Paired with the Stavanger Symphony Orchestra, Kaada creates a lush backdrop upon which Patton daubs his endlessly versatile voice. Few rock and metal artists have successfully crossed over into classical composition, and yet Mike Patton’s versatility is such that he is able to match the subtle dynamic flow of Kaada’s varied compositions and he never attempts to overpower the music or stamp his authority at the expense of the piece. The album opens with the haunting ‘Red Rainbow’, all hammered violin, echoing voice and percussive spikes. A soundtrack to an unseen movie, ‘Red Rainbow’ is both beautiful and yet menacing, and yet Kaada counterpoints this with the Morricone- influenced ‘Black Albino’ which sees the dark interiors of ‘Red Rainbow’ traded for the wide vistas of the Old West, a lone trumpet ringing out against the lush string arrangement whilst Patton’s voice weaves in and out of the piece, one minute emulating an entire choir, the next emerging from a haze of reverb, always drawing the listener further toward the heart of the track. The darkness returns for the sinister ‘Peste Bubonica’, which captures both the sense of threat and the desperate sadness of that terrible event in European history. A subtle Moorish influence pervades the music, as if the music is tracking the spread of the disease as it raged across the continent, and as Patton introduces a rhythmic vocal style, a sense of horror emerges which is only heightened by


the sweeping strings and creeping percussion. It is a masterpiece within a masterpiece and a stunning example of the powerful emotional response music can provoke even as the industry moves ever closer to homogenisation. Fear gives way to beauty on ‘Papillion’, a piece that trades the oppressive weight of the string section for a delicate whimsy that is given voice by the warm voice of the brass. A short, but necessary, interlude, ‘Papillion’ is quite gorgeous, although an undercurrent of sinister machinations, kept just out of sight, remains present.
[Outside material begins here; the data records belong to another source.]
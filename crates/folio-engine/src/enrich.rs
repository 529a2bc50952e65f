//! Derived per-holding metrics.
//!
//! An [`EnrichedHolding`] is the left join of a holding with its quote plus
//! the derived metric columns. Holdings without a quote keep every
//! quote-dependent field as `None` but remain in the table, so their
//! investment still feeds downstream aggregation.

use crate::holding::Holding;
use crate::quote::Quote;
use serde::{Deserialize, Serialize};

/// Share of a gain retained after short-term capital-gains tax.
const SHORT_TERM_RETENTION: f64 = 0.75;

/// Share of a gain retained after long-term capital-gains tax.
const LONG_TERM_RETENTION: f64 = 0.85;

/// Holding periods at or above this many years qualify as long-term.
const LONG_TERM_YEARS: f64 = 1.0;

/// A holding joined with its quote and the derived metric columns.
///
/// Field renames pin the stable column names the presentation layer and the
/// export formats rely on.
#[derive(Debug, Clone, PartialEq, Serialize, Deserialize)]
pub struct EnrichedHolding {
    /// Investment account this lot belongs to.
    #[serde(rename = "Folio")]
    pub folio: String,

    /// Ticker symbol.
    #[serde(rename = "Symbol")]
    pub symbol: String,

    /// Sector classification; the quote's value wins over the input table's.
    #[serde(rename = "Sector")]
    pub sector: Option<String>,

    /// Industry classification; the quote's value wins over the input table's.
    #[serde(rename = "Industry")]
    pub industry: Option<String>,

    /// Number of units held.
    #[serde(rename = "Quantity")]
    pub quantity: f64,

    /// Purchase price per unit.
    #[serde(rename = "Purchase Price")]
    pub purchase_price: f64,

    /// Holding period in years, floored to [`crate::HOLD_TIME_FLOOR`].
    #[serde(rename = "Hold Time")]
    pub hold_time: f64,

    /// Latest traded price, if a quote was available.
    #[serde(rename = "Current_Price")]
    pub current_price: Option<f64>,

    /// Previous session close, if a quote was available.
    #[serde(rename = "Prev_Close")]
    pub previous_close: Option<f64>,

    /// Mean analyst price target, if a quote was available.
    #[serde(rename = "Analyst_Target")]
    pub analyst_target: Option<f64>,

    /// Quantity × purchase price. Always defined.
    #[serde(rename = "Investment")]
    pub investment: f64,

    /// Quantity × current price.
    #[serde(rename = "Present_Value")]
    pub present_value: Option<f64>,

    /// Present value − investment.
    #[serde(rename = "Gain_Loss")]
    pub gain_loss: Option<f64>,

    /// Gain/loss after the tax-tier retention factor.
    #[serde(rename = "Net_Gain_Loss")]
    pub net_gain_loss: Option<f64>,

    /// Investment + net gain/loss.
    #[serde(rename = "Net_Present_Value")]
    pub net_present_value: Option<f64>,

    /// (Current price − previous close) × quantity.
    #[serde(rename = "Daily_Change")]
    pub daily_change: Option<f64>,

    /// Quantity × analyst target − investment.
    #[serde(rename = "Expect_Gain")]
    pub expect_gain: Option<f64>,

    /// Annualized net growth rate in percent, rounded to one decimal.
    #[serde(rename = "Net_CAGR")]
    pub net_cagr: Option<f64>,
}

impl EnrichedHolding {
    /// Join a holding with its quote (if any) and compute the derived fields.
    pub fn from_parts(holding: &Holding, quote: Option<&Quote>) -> Self {
        // The floor must be applied before anything divides by the hold time.
        let hold_time = holding.floored_hold_time();
        let investment = holding.investment();

        let current_price = quote.and_then(|q| q.current_price);
        let previous_close = quote.and_then(|q| q.previous_close);
        let analyst_target = quote.and_then(|q| q.analyst_target);

        let present_value = current_price.map(|price| holding.quantity * price);
        let gain_loss = present_value.map(|value| value - investment);
        let net_gain_loss = gain_loss.map(|gl| gl * tax_retention(hold_time));
        let net_present_value = net_gain_loss.map(|net| investment + net);
        let daily_change = match (current_price, previous_close) {
            (Some(current), Some(previous)) => Some((current - previous) * holding.quantity),
            _ => None,
        };
        let expect_gain = analyst_target.map(|target| holding.quantity * target - investment);
        let net_cagr =
            net_present_value.and_then(|npv| annualized_net_return(npv, investment, hold_time));

        Self {
            folio: holding.folio.clone(),
            symbol: holding.symbol.clone(),
            sector: quote
                .and_then(|q| q.sector.clone())
                .or_else(|| holding.sector.clone()),
            industry: quote
                .and_then(|q| q.industry.clone())
                .or_else(|| holding.industry.clone()),
            quantity: holding.quantity,
            purchase_price: holding.purchase_price,
            hold_time,
            current_price,
            previous_close,
            analyst_target,
            investment,
            present_value,
            gain_loss,
            net_gain_loss,
            net_present_value,
            daily_change,
            expect_gain,
            net_cagr,
        }
    }
}

/// Tax retention factor for a holding period.
///
/// Exactly one year counts as long-term; the comparison is strict.
pub(crate) fn tax_retention(hold_time: f64) -> f64 {
    if hold_time < LONG_TERM_YEARS {
        SHORT_TERM_RETENTION
    } else {
        LONG_TERM_RETENTION
    }
}

/// Annualized net growth rate in percent, rounded to one decimal place.
///
/// Undefined when nothing was invested (the ratio would divide by zero) or
/// when the value ratio is not positive (a loss beyond the invested amount
/// has no real annualization).
pub(crate) fn annualized_net_return(
    net_present_value: f64,
    investment: f64,
    hold_time: f64,
) -> Option<f64> {
    if investment <= 0.0 {
        return None;
    }
    let ratio = net_present_value / investment;
    if ratio <= 0.0 {
        return None;
    }
    Some(round_to((ratio.powf(1.0 / hold_time) - 1.0) * 100.0, 1))
}

/// Round to a fixed number of decimal places, half away from zero.
pub(crate) fn round_to(value: f64, decimals: i32) -> f64 {
    let factor = 10f64.powi(decimals);
    (value * factor).round() / factor
}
The aura of uncertainty returns for the creeping ‘Dispossession’ which draws upon the classic John Barry compositions that scored countless James Bond films. A piece that juxtaposes light, pizzicato strings with Patton’s rich baritone, ‘dispossession’ is subtle and mysterious where it’s follow up, ‘A burnt out case’ injects a sense of humour into proceedings, as if the sinister character of the previous piece had been replaced by Peter Sellers. The dark landscapes of the album’s opening moments return on ‘Imodium’, a track that sees Patton emulating the dark choirs of Elliot Goldenthal over a bass line that reverberates through the room. The album ends with ‘Fountain Gasoline’ a fantasy fairground ride through hellish landscapes juxtaposed with elements of the Western and even the grand standing strings of Brahms, all cleverly interpolated to create a finale that sees the album out on a high.


As many contemporary musicians have found to their cost, classical composition is fiendishly difficult. The need to balance the unique timbre of the various instruments that make up the orchestra, the attention to detail that sees the most intricate passage unhinge an entire section and the sublimation of the ego that sees each player vital in their own right – all of these factors present unique challenges for a musician used to operating in a close knit group where each artist has space to shine in their own field. However, John Kaada and Mike Patton both bring a unique set of strengths to the table. Patton has worked many times in fields outside of the traditional rock group dynamic and his love of a wide array of music from classical to hip hop makes him uniquely qualified to take on a venture of this type. Kaada, is similarly capable of great eclecticism and the result is a piece of modern classical music that fires the imagination. Great music, in whatever genre, should make the listener feel and this ‘Bacteria cult’ does with remarkable aplomb. Each piece is a feast for the senses and the album is best enjoyed with the lights dimmed low and all other distractions removed from sight. An album for open-minded music lovers, ‘Bacteria cult’ is a sensory delight and, played at suitable volume, is capable of thundering to the very heavens.